Many companies face decisions that are more complex than the example described above, with ramifications significantly more impactful than a bad meal. How do you cultivate a culture within your organization to avoid the Abilene paradox and other more serious flaws in the decision-making process?
Whether the leader is the CEO of a large organization or a sub-unit of that organization, the quality of the decision-making process will depend on the organizational culture established by the leader. Direct reports quickly pick up on that culture and how the leader responds to contrary points of view.
It is critical for a leader to welcome open discussion and ask for opinions. When this is effectively done, better alternative strategies often emerge, different than those originally considered, allowing for a superior decision to be made.
When a leader expresses their opinion on a course of action early in a discussion, it is more difficult for other alternatives suggested by their team to be seriously considered. This is especially the case when the leader has a reputation for being opinionated and not listening to other points of view. Therefore, meaningful discussion does not occur, and the best strategy may not be pursued.
A leader should hold back their personal opinion until the team members have discussed their ideas. This should also be a time for leaders to listen to their direct reports and see how they approach the situation.
After discussing an important decision, come back to it in a few days to allow team members to reflect on their individual positions on the subject. Never criticize anyone for changing their mind.

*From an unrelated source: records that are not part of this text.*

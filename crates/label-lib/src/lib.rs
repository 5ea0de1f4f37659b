//! Typed catalog of Kubernetes troubleshooting labels
//!
//! This crate provides:
//! - Seven label schemas (basic QA, troubleshooting, resource, deployment,
//!   network, service mesh, multi-cluster) sharing one base record
//! - A factory that builds empty labels by type tag
//! - Per-variant validation reporting every offending field
//! - Configuration, metrics and structured logging for the factory

pub mod config;
pub mod error;
pub mod factory;
pub mod observability;
pub mod quantity;
pub mod types;
pub mod validation;

pub use config::LabelConfig;
pub use error::LabelError;
pub use factory::{IdStrategy, LabelFactory};
pub use observability::{LabelMetrics, StructuredLogger};
pub use types::*;
pub use validation::{FieldViolation, Rule, ValidationError};
//! Label catalog configuration

use anyhow::{Context, Result};
use serde::Deserialize;
use std::path::Path;

use crate::factory::{IdStrategy, DEFAULT_COMPONENT};

/// Environment variable prefix, e.g. `LABELS_ID_STRATEGY=sequenced`
pub const ENV_PREFIX: &str = "LABELS";

/// Factory configuration
#[derive(Debug, Clone, PartialEq, Eq, Deserialize)]
pub struct LabelConfig {
    /// Identifier scheme for new labels
    #[serde(default)]
    pub id_strategy: IdStrategy,

    /// Record Prometheus counters for creation and validation
    #[serde(default = "default_metrics_enabled")]
    pub metrics_enabled: bool,

    /// Component name attached to log events
    #[serde(default = "default_component")]
    pub component: String,
}

fn default_metrics_enabled() -> bool {
    true
}

fn default_component() -> String {
    DEFAULT_COMPONENT.to_string()
}

impl Default for LabelConfig {
    fn default() -> Self {
        Self {
            id_strategy: IdStrategy::default(),
            metrics_enabled: default_metrics_enabled(),
            component: default_component(),
        }
    }
}

impl LabelConfig {
    /// Load configuration from the environment
    pub fn load() -> Result<Self> {
        Self::build(None)
    }

    /// Load configuration from a file, with environment overrides on top
    ///
    /// A missing file is not an error; defaults apply.
    pub fn load_from(path: impl AsRef<Path>) -> Result<Self> {
        Self::build(Some(path.as_ref()))
    }

    fn build(path: Option<&Path>) -> Result<Self> {
        let mut builder = config::Config::builder();
        if let Some(path) = path {
            builder = builder.add_source(config::File::from(path).required(false));
        }

        let config = builder
            .add_source(config::Environment::with_prefix(ENV_PREFIX))
            .build()
            .context("Failed to read label configuration")?;

        config
            .try_deserialize()
            .context("Failed to parse label configuration")
    }
}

Beware of the comment, “We need to move fast on this.” It should send up red flags and should not force a decision before the ramifications are carefully considered.

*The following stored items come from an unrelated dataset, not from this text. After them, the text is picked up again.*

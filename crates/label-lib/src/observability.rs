//! Observability for label construction and validation
//!
//! Provides:
//! - Prometheus counters (labels created, validation outcomes, unknown type tags)
//! - Structured logging with tracing

use prometheus::{register_int_counter, register_int_counter_vec, IntCounter, IntCounterVec};
use std::sync::OnceLock;
use tracing::{debug, info, warn};

use crate::types::{Label, LabelType};
use crate::validation::ValidationError;

/// Global metrics instance (registered once)
static GLOBAL_METRICS: OnceLock<LabelMetricsInner> = OnceLock::new();

struct LabelMetricsInner {
    labels_created: IntCounterVec,
    validations: IntCounterVec,
    validation_failures: IntCounterVec,
    unknown_types: IntCounter,
}

impl LabelMetricsInner {
    fn new() -> Self {
        Self {
            labels_created: register_int_counter_vec!(
                "label_created_total",
                "Number of labels created by the factory",
                &["label_type"]
            )
            .expect("Failed to register label_created_total"),

            validations: register_int_counter_vec!(
                "label_validations_total",
                "Number of label validations performed",
                &["label_type"]
            )
            .expect("Failed to register label_validations_total"),

            validation_failures: register_int_counter_vec!(
                "label_validation_failures_total",
                "Number of label validations that reported violations",
                &["label_type"]
            )
            .expect("Failed to register label_validation_failures_total"),

            unknown_types: register_int_counter!(
                "label_unknown_type_total",
                "Number of construction requests with an unknown type tag"
            )
            .expect("Failed to register label_unknown_type_total"),
        }
    }
}

/// Handle to the process-wide label metrics
///
/// Zero-sized; every copy shares the same registered counters.
#[derive(Debug, Clone, Copy)]
pub struct LabelMetrics {
    _private: (),
}

impl Default for LabelMetrics {
    fn default() -> Self {
        Self::new()
    }
}

impl LabelMetrics {
    /// Create a new metrics handle (initializes global metrics if needed)
    pub fn new() -> Self {
        GLOBAL_METRICS.get_or_init(LabelMetricsInner::new);
        Self { _private: () }
    }

    fn inner(&self) -> &LabelMetricsInner {
        GLOBAL_METRICS.get_or_init(LabelMetricsInner::new)
    }

    pub fn inc_created(&self, label_type: LabelType) {
        self.inner()
            .labels_created
            .with_label_values(&[label_type.as_str()])
            .inc();
    }

    pub fn inc_validations(&self, label_type: LabelType) {
        self.inner()
            .validations
            .with_label_values(&[label_type.as_str()])
            .inc();
    }

    pub fn inc_validation_failures(&self, label_type: LabelType) {
        self.inner()
            .validation_failures
            .with_label_values(&[label_type.as_str()])
            .inc();
    }

    pub fn inc_unknown_types(&self) {
        self.inner().unknown_types.inc();
    }

    pub fn created(&self, label_type: LabelType) -> u64 {
        self.inner()
            .labels_created
            .with_label_values(&[label_type.as_str()])
            .get()
    }

    pub fn validation_failures(&self, label_type: LabelType) -> u64 {
        self.inner()
            .validation_failures
            .with_label_values(&[label_type.as_str()])
            .get()
    }

    pub fn unknown_types(&self) -> u64 {
        self.inner().unknown_types.get()
    }
}

/// Structured logger for label events
#[derive(Debug, Clone)]
pub struct StructuredLogger {
    component: String,
}

impl StructuredLogger {
    pub fn new(component: impl Into<String>) -> Self {
        Self {
            component: component.into(),
        }
    }

    pub fn component(&self) -> &str {
        &self.component
    }

    pub fn log_label_created(&self, label: &dyn Label) {
        debug!(
            event = "label_created",
            component = %self.component,
            label_type = %label.label_type(),
            label_id = %label.id(),
            question_len = label.question().len(),
            "Created label"
        );
    }

    pub fn log_unknown_type(&self, tag: &str) {
        warn!(
            event = "unknown_label_type",
            component = %self.component,
            tag = %tag,
            "Rejected unknown label type"
        );
    }

    pub fn log_validation_passed(&self, label: &dyn Label) {
        debug!(
            event = "label_validated",
            component = %self.component,
            label_type = %label.label_type(),
            label_id = %label.id(),
            "Label passed validation"
        );
    }

    pub fn log_validation_failed(&self, error: &ValidationError) {
        let fields: Vec<&str> = error.fields().collect();
        info!(
            event = "label_validation_failed",
            component = %self.component,
            label_type = %error.label_type,
            label_id = %error.label_id,
            violations = error.violations.len(),
            fields = ?fields,
            "Label failed validation"
        );
    }
}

The worst thing for any organization is to have it populated by “yes-people,” or those who are reluctant to express their views, especially if they are contrary to the thinking of the leader, or of the group.

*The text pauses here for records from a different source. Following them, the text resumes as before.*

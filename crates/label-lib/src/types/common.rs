//! Structures shared by several label variants

use std::collections::HashMap;

use chrono::{DateTime, Utc};
use serde::{Deserialize, Serialize};

use crate::validation::Violations;

/// Common contextual information about where a question applies
#[derive(Debug, Clone, Default, PartialEq, Serialize, Deserialize)]
#[serde(default)]
pub struct Context {
    #[serde(skip_serializing_if = "String::is_empty")]
    pub pod_name: String,
    #[serde(skip_serializing_if = "String::is_empty")]
    pub namespace: String,
    #[serde(skip_serializing_if = "Vec::is_empty")]
    pub events: Vec<String>,
    #[serde(skip_serializing_if = "String::is_empty")]
    pub cluster: String,
    #[serde(skip_serializing_if = "String::is_empty")]
    pub service: String,
    #[serde(skip_serializing_if = "String::is_empty")]
    pub version: String,
    /// Free-form fields that do not fit the typed ones
    #[serde(skip_serializing_if = "HashMap::is_empty")]
    pub additional: HashMap<String, serde_json::Value>,
}

impl Context {
    /// True when none of pod, namespace, cluster or service is set
    pub fn is_unscoped(&self) -> bool {
        [&self.pod_name, &self.namespace, &self.cluster, &self.service]
            .iter()
            .all(|s| s.trim().is_empty())
    }

    /// A pod is only addressable within a namespace
    pub(crate) fn check_pod_scope(&self, prefix: &str, v: &mut Violations) {
        if !self.pod_name.trim().is_empty() && self.namespace.trim().is_empty() {
            v.inconsistent(
                format!("{}.namespace", prefix),
                format!("pod '{}' needs a namespace", self.pod_name),
            );
        }
    }
}

/// CPU and memory figures for one workload
#[derive(Debug, Clone, Default, PartialEq, Eq, Serialize, Deserialize)]
#[serde(default)]
pub struct ResourceMetrics {
    pub cpu: ResourceMetric,
    pub memory: ResourceMetric,
}

/// A single resource in Kubernetes quantity notation
#[derive(Debug, Clone, Default, PartialEq, Eq, Serialize, Deserialize)]
#[serde(default)]
pub struct ResourceMetric {
    pub usage: String,
    pub limit: String,
    pub request: String,
    #[serde(skip_serializing_if = "String::is_empty")]
    pub throttling: String,
    #[serde(skip_serializing_if = "String::is_empty")]
    pub utilization: String,
}

/// How an incident was resolved
#[derive(Debug, Clone, Default, PartialEq, Eq, Serialize, Deserialize)]
#[serde(default)]
pub struct Resolution {
    pub root_cause: String,
    #[serde(skip_serializing_if = "Vec::is_empty")]
    pub steps: Vec<String>,
    #[serde(skip_serializing_if = "String::is_empty")]
    pub fix: String,
    pub verification: String,
}

impl Resolution {
    pub(crate) fn check(&self, prefix: &str, v: &mut Violations) {
        v.required(format!("{}.root_cause", prefix), &self.root_cause);
        v.required(format!("{}.verification", prefix), &self.verification);
    }
}

/// A metric sample
///
/// Not embedded in any variant. Kept in the catalog as a standalone record
/// for callers that collect samples before summarising them into a label.
#[derive(Debug, Clone, PartialEq, Eq, Serialize, Deserialize)]
pub struct MetricData {
    pub value: String,
    pub timestamp: DateTime<Utc>,
    #[serde(default, skip_serializing_if = "String::is_empty")]
    pub unit: String,
}

impl MetricData {
    /// Sample stamped now
    pub fn new(value: impl Into<String>, unit: impl Into<String>) -> Self {
        Self {
            value: value.into(),
            timestamp: Utc::now(),
            unit: unit.into(),
        }
    }
}

/// A Kubernetes event as seen by `kubectl get events`
#[derive(Debug, Clone, PartialEq, Eq, Serialize, Deserialize)]
pub struct Event {
    #[serde(rename = "type")]
    pub event_type: String,
    pub reason: String,
    pub message: String,
    pub timestamp: DateTime<Utc>,
}

impl Event {
    pub const TYPES: &'static [&'static str] = &["Normal", "Warning"];

    /// Convenience constructor for callers building deployment evidence;
    /// the event is stamped now
    pub fn new(
        event_type: impl Into<String>,
        reason: impl Into<String>,
        message: impl Into<String>,
    ) -> Self {
        Self {
            event_type: event_type.into(),
            reason: reason.into(),
            message: message.into(),
            timestamp: Utc::now(),
        }
    }

    pub(crate) fn check(&self, prefix: &str, v: &mut Violations) {
        v.one_of(format!("{}.type", prefix), &self.event_type, Self::TYPES);
        v.required(format!("{}.reason", prefix), &self.reason);
    }
}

Having a contrary view when everyone else is leaning in another direction on an issue is difficult, but necessary to arrive at the best decision. These individuals may be labeled as not being team players, so it takes courage to be the lone wolf.
The view of the contrarian may not be adopted, but that view provides an alternative to which the popular view can be tested and confirmed as the best course of action.
To the lone wolves – how you express your contrary views is important to whether or not they are considered, as well as to your credibility within the team.
Research in Motion Limited (RIM), now known as Blackberry Limited, was the company that pioneered the personal digital assistant in 1999, and forever changed how people in the business world communicate with each other. They owned the market with Blackberry PDAs, which had email, text and phone capabilities.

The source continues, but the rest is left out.